The Bryan Allen Stevenson School of Excellence (BASSE) is an emerging Georgetown-based free, public charter high school focused on service learning; submitting an application to the Delaware Department of Education in 2021.
“BASSE is working to reimagine societal systems by harnessing the power of the education system of the U.S. to become a place where we can create possibilities of reconciliation and repair,” said Alonna Berry, founder and co-chair of BASSE.
BASSE is named in honor of Bryan Stevenson, a prolific social justice activist and lawyer originally from Milton. Stevenson is a professor of law at New York University and is the author of the critically acclaimed New York Times bestseller, “Just Mercy,”which was recently adapted into a feature film of the same name starring Michael B. Jordan and Jamie Foxx.
Stevenson and his family said they want to ensure that the opportunity for students to learn through community-focused service-learning.
“BASEE will partner with community businesses as part of our service-learning curriculum that will allow students to have real, hands-on work experience,” said Berry.

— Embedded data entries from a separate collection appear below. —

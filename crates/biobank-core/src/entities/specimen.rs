//! Specimens collected during a collection event.

use std::fmt;

use chrono::{DateTime, SecondsFormat, Utc};
use serde::{Deserialize, Serialize};
use serde_json::{Value, json};

use crate::annotation::AnnotationRecord;
use crate::error::{DomainError, DomainResult, Result};
use crate::holder::{AnnotationHolder, AnnotationSet, AnnotationTypes};
use crate::labels::Labelled;
use crate::rest::{self, RestClient};
use crate::schema::{FieldSpec, FieldType, Schema};
use crate::versioned::{RecordPayload, VersionedRecord};

use super::{annotations_field, decode};

pub const BASE_PATH: &str = "participants/cevents/spcs";

#[derive(Debug, Clone, Copy, PartialEq, Eq, Hash, Serialize, Deserialize)]
#[serde(rename_all = "lowercase")]
pub enum SpecimenState {
    Usable,
    Unusable,
}

impl Labelled for SpecimenState {
    const ALL: &'static [Self] = &[Self::Usable, Self::Unusable];
    const KIND: &'static str = "specimenState";

    fn id(&self) -> &'static str {
        match self {
            Self::Usable => "usable",
            Self::Unusable => "unusable",
        }
    }

    fn label(&self) -> &'static str {
        match self {
            Self::Usable => "Usable",
            Self::Unusable => "Unusable",
        }
    }
}

impl fmt::Display for SpecimenState {
    fn fmt(&self, f: &mut fmt::Formatter<'_>) -> fmt::Result {
        f.write_str(self.label())
    }
}

#[derive(Debug, Clone, PartialEq, Deserialize)]
#[serde(rename_all = "camelCase")]
pub struct Specimen {
    pub inventory_id: String,
    pub specimen_description_id: String,
    pub origin_location_id: String,
    pub location_id: String,
    pub time_created: DateTime<Utc>,
    pub amount: f64,
    pub state: SpecimenState,
    #[serde(skip)]
    annotations: AnnotationSet,
}

/// A specimen not yet known to the server.
#[derive(Debug, Clone, PartialEq, Serialize)]
#[serde(rename_all = "camelCase")]
pub struct NewSpecimen {
    pub inventory_id: String,
    pub specimen_description_id: String,
    pub location_id: String,
    #[serde(serialize_with = "rfc3339_secs")]
    pub time_created: DateTime<Utc>,
    pub amount: f64,
}

fn rfc3339_secs<S: serde::Serializer>(time: &DateTime<Utc>, serializer: S) -> std::result::Result<S::Ok, S::Error> {
    serializer.serialize_str(&time.to_rfc3339_opts(SecondsFormat::Secs, true))
}

fn check_amount(amount: f64) -> DomainResult<()> {
    if !(amount.is_finite() && amount > 0.0) {
        return Err(DomainError::InvalidValue {
            field: "amount".into(),
            reason: format!("must be greater than zero: {amount}"),
        });
    }
    Ok(())
}

impl Specimen {
    pub fn is_usable(&self) -> bool {
        self.state == SpecimenState::Usable
    }

    pub fn check_make_usable(&self) -> DomainResult<()> {
        if self.state != SpecimenState::Unusable {
            return Err(DomainError::InvalidState(format!(
                "specimen state is not unusable: {}",
                self.state
            )));
        }
        Ok(())
    }

    pub fn check_make_unusable(&self) -> DomainResult<()> {
        if self.state != SpecimenState::Usable {
            return Err(DomainError::InvalidState(format!(
                "specimen state is not usable: {}",
                self.state
            )));
        }
        Ok(())
    }
}

impl RecordPayload for Specimen {
    fn schema() -> Schema {
        Schema::new("specimen")
            .field(FieldSpec::required("inventoryId", FieldType::String))
            .field(FieldSpec::required("specimenDescriptionId", FieldType::String))
            .field(FieldSpec::required("originLocationId", FieldType::String))
            .field(FieldSpec::required("locationId", FieldType::String))
            .field(FieldSpec::required("timeCreated", FieldType::Timestamp))
            .field(FieldSpec::required("amount", FieldType::Number))
            .field(FieldSpec::required("state", FieldType::one_of(&["usable", "unusable"])))
            .field(annotations_field())
    }

    fn additional_schemas() -> Vec<Schema> {
        AnnotationRecord::schemas()
    }

    fn from_json(value: &Value, types: &AnnotationTypes) -> DomainResult<Self> {
        let mut specimen: Self = decode(value)?;
        check_amount(specimen.amount)?;
        specimen.annotations = AnnotationSet::from_json(value, types)?;
        Ok(specimen)
    }

    fn context(&self) -> AnnotationTypes {
        self.annotations.types().clone()
    }
}

impl AnnotationHolder for Specimen {
    fn annotation_set(&self) -> &AnnotationSet {
        &self.annotations
    }

    fn annotation_set_mut(&mut self) -> &mut AnnotationSet {
        &mut self.annotations
    }
}

impl VersionedRecord<Specimen> {
    pub async fn get<R: RestClient>(rest: &R, id: &str, types: &AnnotationTypes) -> Result<Self> {
        Self::fetch(rest, &rest::path([BASE_PATH, id]), types).await
    }

    /// Adds a batch of specimens to a collection event and returns them
    /// as stored.
    pub async fn add_to_event<R: RestClient>(
        rest: &R,
        collection_event_id: &str,
        specimens: &[NewSpecimen],
        types: &AnnotationTypes,
    ) -> Result<Vec<Self>> {
        if specimens.is_empty() {
            return Err(DomainError::InvalidValue {
                field: "specimenData".into(),
                reason: "no specimens to add".into(),
            }
            .into());
        }
        for specimen in specimens {
            check_amount(specimen.amount)?;
        }

        let body = json!({
            "collectionEventId": collection_event_id,
            "specimenData": specimens,
        });
        let reply = rest
            .post(&rest::path([BASE_PATH, collection_event_id]), &body)
            .await?;

        let items = reply.as_array().ok_or_else(|| {
            DomainError::Validation("Invalid type at /: expected array of specimen".into())
        })?;
        Ok(items
            .iter()
            .map(|item| Self::create(item, types))
            .collect::<DomainResult<Vec<_>>>()?)
    }

    pub async fn update_amount<R: RestClient>(&self, rest: &R, amount: f64) -> Result<Self> {
        check_amount(amount)?;
        let path = rest::path([BASE_PATH, self.persisted_id()?, "amount"]);
        self.update(rest, &path, json!({ "amount": amount })).await
    }

    pub async fn update_location<R: RestClient>(&self, rest: &R, location_id: &str) -> Result<Self> {
        let path = rest::path([BASE_PATH, self.persisted_id()?, "location"]);
        self.update(rest, &path, json!({ "locationId": location_id })).await
    }

    pub async fn make_usable<R: RestClient>(&self, rest: &R) -> Result<Self> {
        self.entity.check_make_usable()?;
        let path = rest::path([BASE_PATH, self.persisted_id()?, "usable"]);
        self.update(rest, &path, json!({})).await
    }

    pub async fn make_unusable<R: RestClient>(&self, rest: &R) -> Result<Self> {
        self.entity.check_make_unusable()?;
        let path = rest::path([BASE_PATH, self.persisted_id()?, "unusable"]);
        self.update(rest, &path, json!({})).await
    }
}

That work and service experience will bring students knowledge of their community needs and challenges, helping them to, hopefully, innovate in those spaces,” representatives added. “Combined with a rigorous academic curriculum and social justice lens, BASSE will offer students a unique chance to explore, achieve, and create impact at school and in their community.”
The Lewes Public Library is an independent library serving the greater Lewes area since 1935. The Lewes Public Library is a part of the Delaware Library Consortium, which includes 33 public libraries plus a number of academic and special libraries throughout the State of Delaware. In collaboration with this Consortium, the library serves adults, young adults and children in the city of Lewes and its surrounding area.

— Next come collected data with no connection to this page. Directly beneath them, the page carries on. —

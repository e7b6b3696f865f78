//! Human-readable labels for enumerated wire ids.

use std::marker::PhantomData;

use crate::annotation_type::AnnotationValueType;
use crate::error::{DomainError, DomainResult};
use crate::paged_list::ALL_STATUSES;

/// An enumeration with a wire id and a display label per variant.
pub trait Labelled: Copy + 'static {
    /// Every variant, in display order.
    const ALL: &'static [Self];

    /// Field name used in error messages.
    const KIND: &'static str;

    fn id(&self) -> &'static str;

    fn label(&self) -> &'static str;
}

/// Maps wire ids of one [`Labelled`] enumeration to labels.
#[derive(Debug, Clone, Copy, Default)]
pub struct LabelService<T> {
    _kind: PhantomData<T>,
}

impl<T: Labelled> LabelService<T> {
    pub fn new() -> Self {
        Self { _kind: PhantomData }
    }

    pub fn parse(&self, id: &str) -> DomainResult<T> {
        T::ALL
            .iter()
            .copied()
            .find(|v| v.id() == id)
            .ok_or_else(|| DomainError::InvalidValue {
                field: T::KIND.to_string(),
                reason: format!("unknown id: {id}"),
            })
    }

    pub fn label(&self, id: &str) -> DomainResult<&'static str> {
        self.parse(id).map(|v| v.label())
    }

    /// `(id, label)` pairs for a status filter, led by `("all", "All")`.
    pub fn status_options(&self) -> Vec<(&'static str, &'static str)> {
        std::iter::once((ALL_STATUSES, "All"))
            .chain(T::ALL.iter().map(|v| (v.id(), v.label())))
            .collect()
    }
}

impl Labelled for AnnotationValueType {
    const ALL: &'static [Self] = &AnnotationValueType::ALL;
    const KIND: &'static str = "valueType";

    fn id(&self) -> &'static str {
        self.as_str()
    }

    fn label(&self) -> &'static str {
        match self {
            Self::Text => "Text",
            Self::Number => "Number",
            Self::DateTime => "Date and time",
            Self::Select => "Select",
        }
    }
}

#[cfg(test)]
mod tests {
    use super::*;

    #[test]
    fn value_type_labels() {
        let labels = LabelService::<AnnotationValueType>::new();
        assert_eq!(labels.label("datetime").unwrap(), "Date and time");
        assert_eq!(labels.parse("select").unwrap(), AnnotationValueType::Select);
    }

    #[test]
    fn unknown_id() {
        let err = LabelService::<AnnotationValueType>::new().label("colour").unwrap_err();
        assert_eq!(err.to_string(), "invalid value for valueType: unknown id: colour");
    }

    #[test]
    fn status_options_lead_with_all() {
        let options = LabelService::<AnnotationValueType>::new().status_options();
        assert_eq!(options[0], ("all", "All"));
        assert_eq!(options.len(), 5);
        assert_eq!(options[1], ("text", "Text"));
    }
}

The mission of the Lewes Public Library is to provide access to a wide variety of educational, informational and recreational materials to members of the community through traditional and emerging technologies. The library is designed to be responsive to the needs of the community and supports programs, especially for children, to encourage a lifelong love of reading and learning. For more information about the library, including virtual programs and services being offered at this time, visit the website at lewes.lib.de.us.
The Southern Delaware Alliance for Racial Justice (SDARJ) is a non-partisan organization educating, informing, and advocating for racial justice, equality, and fair opportunity. SDARJ sponsors programs and develops materials to educate SDARJ members and affected individuals, families, and the general public regarding racial and class disparities in the criminal justice system, causes and effects of mass incarceration, and the need for reform to ensure equal treatment for all.

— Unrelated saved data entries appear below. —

impl Annotation {
    /// Builds an annotation from its wire record (or an empty one when
    /// `record` is `None`).
    ///
    /// `required` comes from the annotation type when it defines it;
    /// otherwise `required_override` must be supplied.
    pub fn create(
        record: Option<&AnnotationRecord>,
        annotation_type: Arc<AnnotationType>,
        required_override: Option<bool>,
    ) -> DomainResult<Self> {
        let required = annotation_type
            .required()
            .or(required_override)
            .ok_or(DomainError::RequiredNotAssigned)?;

        let value = match record {
            Some(record) if record.annotation_type_id != annotation_type.id() => {
                return Err(DomainError::Validation(format!(
                    "annotation type id mismatch: expected {}, got {}",
                    annotation_type.id(),
                    record.annotation_type_id
                )));
            }
            Some(record) => AnnotationValue::from_record(record, &annotation_type)?,
            None => AnnotationValue::empty(&annotation_type),
        };

        Ok(Self {
            annotation_type: Some(annotation_type),
            required: Some(required),
            required_override,
            value,
        })
    }

    /// Validates a raw JSON record and builds the annotation from it.
    pub fn from_json(
        value: &Value,
        annotation_type: Arc<AnnotationType>,
        required_override: Option<bool>,
    ) -> DomainResult<Self> {
        let record = AnnotationRecord::from_json(value)?;
        Self::create(Some(&record), annotation_type, required_override)
    }

    /// An annotation whose type will be chosen later, e.g. while a form
    /// is still being filled in.
    pub fn unbound(required_override: Option<bool>) -> Self {
        Self {
            annotation_type: None,
            required: required_override,
            required_override,
            value: AnnotationValue::Text(None),
        }
    }

    /// Binds this annotation to `annotation_type`, discarding any value.
    pub fn set_annotation_type(&mut self, annotation_type: Arc<AnnotationType>) -> DomainResult<()> {
        *self = Self::create(None, annotation_type, self.required_override)?;
        Ok(())
    }

    fn bound_type(&self) -> DomainResult<&AnnotationType> {
        self.annotation_type
            .as_deref()
            .ok_or(DomainError::AnnotationTypeNotAssigned)
    }

    pub fn annotation_type(&self) -> Option<&Arc<AnnotationType>> {
        self.annotation_type.as_ref()
    }

    pub fn annotation_type_id(&self) -> DomainResult<&str> {
        Ok(self.bound_type()?.id())
    }

    pub fn value_type(&self) -> DomainResult<AnnotationValueType> {
        Ok(self.bound_type()?.value_type())
    }

    /// The annotation type's name, used as the form label.
    pub fn label(&self) -> DomainResult<&str> {
        Ok(self.bound_type()?.name())
    }

    pub fn is_required(&self) -> bool {
        self.required.unwrap_or(false)
    }

    pub fn value(&self) -> &AnnotationValue {
        &self.value
    }

    pub fn set_string_value(&mut self, value: impl Into<String>) -> DomainResult<()> {
        match &mut self.value {
            AnnotationValue::Text(v) => {
                *v = Some(value.into());
                Ok(())
            }
            _ => Err(self.wrong_kind("text")),
        }
    }

    pub fn set_number_value(&mut self, value: f64) -> DomainResult<()> {
        match &mut self.value {
            AnnotationValue::Number(v) => {
                *v = Some(value);
                Ok(())
            }
            _ => Err(self.wrong_kind("number")),
        }
    }

    pub fn set_date(&mut self, date: NaiveDate) -> DomainResult<()> {
        match &mut self.value {
            AnnotationValue::DateTime(v) => {
                v.date = Some(date);
                Ok(())
            }
            _ => Err(self.wrong_kind("date-time")),
        }
    }

    pub fn set_time(&mut self, time: NaiveTime) -> DomainResult<()> {
        match &mut self.value {
            AnnotationValue::DateTime(v) => {
                v.time = Some(time);
                Ok(())
            }
            _ => Err(self.wrong_kind("date-time")),
        }
    }

    /// Sets date, time and offset from one timestamp.
    pub fn set_date_time(&mut self, value: DateTime<FixedOffset>) -> DomainResult<()> {
        match &mut self.value {
            AnnotationValue::DateTime(v) => {
                *v = DateTimeValue {
                    date: Some(value.date_naive()),
                    time: Some(value.time()),
                    offset: *value.offset(),
                    zulu: false,
                };
                Ok(())
            }
            _ => Err(self.wrong_kind("date-time")),
        }
    }

    /// Chooses the option of a single select, or clears it with `None`.
    pub fn select(&mut self, option: Option<&str>) -> DomainResult<()> {
        if !matches!(self.value, AnnotationValue::SingleSelect(_)) {
            return Err(self.wrong_kind("single select"));
        }
        self.check_option(option)?;
        self.value = AnnotationValue::SingleSelect(option.map(str::to_string));
        Ok(())
    }

    /// Checks or unchecks one option of a multiple select.
    pub fn set_checked(&mut self, option: &str, checked: bool) -> DomainResult<()> {
        if !matches!(self.value, AnnotationValue::MultipleSelect(_)) {
            return Err(DomainError::NotMultipleSelect);
        }
        self.check_option(Some(option))?;
        if let AnnotationValue::MultipleSelect(options) = &mut self.value {
            for o in options.iter_mut().filter(|o| o.name == option) {
                o.checked = checked;
            }
        }
        Ok(())
    }

    fn check_option(&self, option: Option<&str>) -> DomainResult<()> {
        let annotation_type = self.bound_type()?;
        match option {
            Some(o) if !annotation_type.options().iter().any(|known| known == o) => {
                Err(DomainError::InvalidValue {
                    field: annotation_type.name().to_string(),
                    reason: format!("{o} is not an option"),
                })
            }
            _ => Ok(()),
        }
    }

    fn wrong_kind(&self, expected: &str) -> DomainError {
        DomainError::InvalidValue {
            field: self
                .annotation_type
                .as_deref()
                .map_or_else(|| "annotation".to_string(), |t| t.name().to_string()),
            reason: format!("not a {expected} annotation"),
        }
    }

    /// True when at least one option of a multiple select is checked.
    pub fn some_selected(&self) -> DomainResult<bool> {
        match &self.value {
            AnnotationValue::MultipleSelect(options) => Ok(options.iter().any(|o| o.checked)),
            _ => Err(DomainError::NotMultipleSelect),
        }
    }

    /// The value as displayed to users.
    pub fn get_value(&self) -> DomainResult<String> {
        self.bound_type()?;
        let display = match &self.value {
            AnnotationValue::Text(v) => v.clone().unwrap_or_default(),
            AnnotationValue::Number(v) => v.map(|n| n.to_string()).unwrap_or_default(),
            AnnotationValue::DateTime(v) => v
                .merged()
                .map(|dt| dt.format(DATE_TIME_DISPLAY_FORMAT).to_string())
                .unwrap_or_default(),
            AnnotationValue::SingleSelect(v) => v.clone().unwrap_or_default(),
            AnnotationValue::MultipleSelect(options) => options
                .iter()
                .filter(|o| o.checked)
                .map(|o| o.name.as_str())
                .collect::<Vec<_>>()
                .join(", "),
        };
        Ok(display)
    }

    /// The wire form to submit to the server.
    pub fn server_annotation(&self) -> DomainResult<AnnotationRecord> {
        let annotation_type_id = self.annotation_type_id()?.to_string();
        let mut record = AnnotationRecord {
            annotation_type_id: annotation_type_id.clone(),
            ..AnnotationRecord::default()
        };
        let selected = |value: &str| SelectedValue {
            annotation_type_id: annotation_type_id.clone(),
            value: value.to_string(),
        };

        match &self.value {
            AnnotationValue::Text(v) => record.string_value = v.clone(),
            AnnotationValue::Number(v) => record.number_value = v.map(|n| n.to_string()),
            AnnotationValue::DateTime(v) => record.string_value = v.to_wire(),
            AnnotationValue::SingleSelect(v) => {
                record.selected_values = v.iter().map(|s| selected(s.as_str())).collect();
            }
            AnnotationValue::MultipleSelect(options) => {
                record.selected_values = options
                    .iter()
                    .filter(|o| o.checked)
                    .map(|o| selected(&o.name))
                    .collect();
            }
        }
        Ok(record)
    }

    /// A required annotation is valid only when it holds a value; strings
    /// must be non-empty after trimming.
    pub fn is_valid(&self) -> bool {
        if !self.is_required() {
            return true;
        }
        if self.annotation_type.is_none() {
            return false;
        }
        match &self.value {
            AnnotationValue::Text(v) | AnnotationValue::SingleSelect(v) => {
                v.as_deref().is_some_and(|s| !s.trim().is_empty())
            }
            AnnotationValue::Number(v) => v.is_some(),
            AnnotationValue::DateTime(v) => v.merged().is_some(),
            AnnotationValue::MultipleSelect(options) => options.iter().any(|o| o.checked),
        }
    }
}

The goals of SDARJ are to educate for change through knowledge and understanding of past and current racial issues and conditions; enrich our cultural environment through multi-racial collaboration; address racial and criminal injustice and advocate for ways to improve the criminal justice system in Delaware; collaborate with like-minded groups to challenge structural and systemic racism; and promote positive change for the future of our youth.
The online event is offered through Zoom and is free to the public. Registration is required to receive information on how to join the meeting.
Register online at tinyurl.com/zoomwithauthors.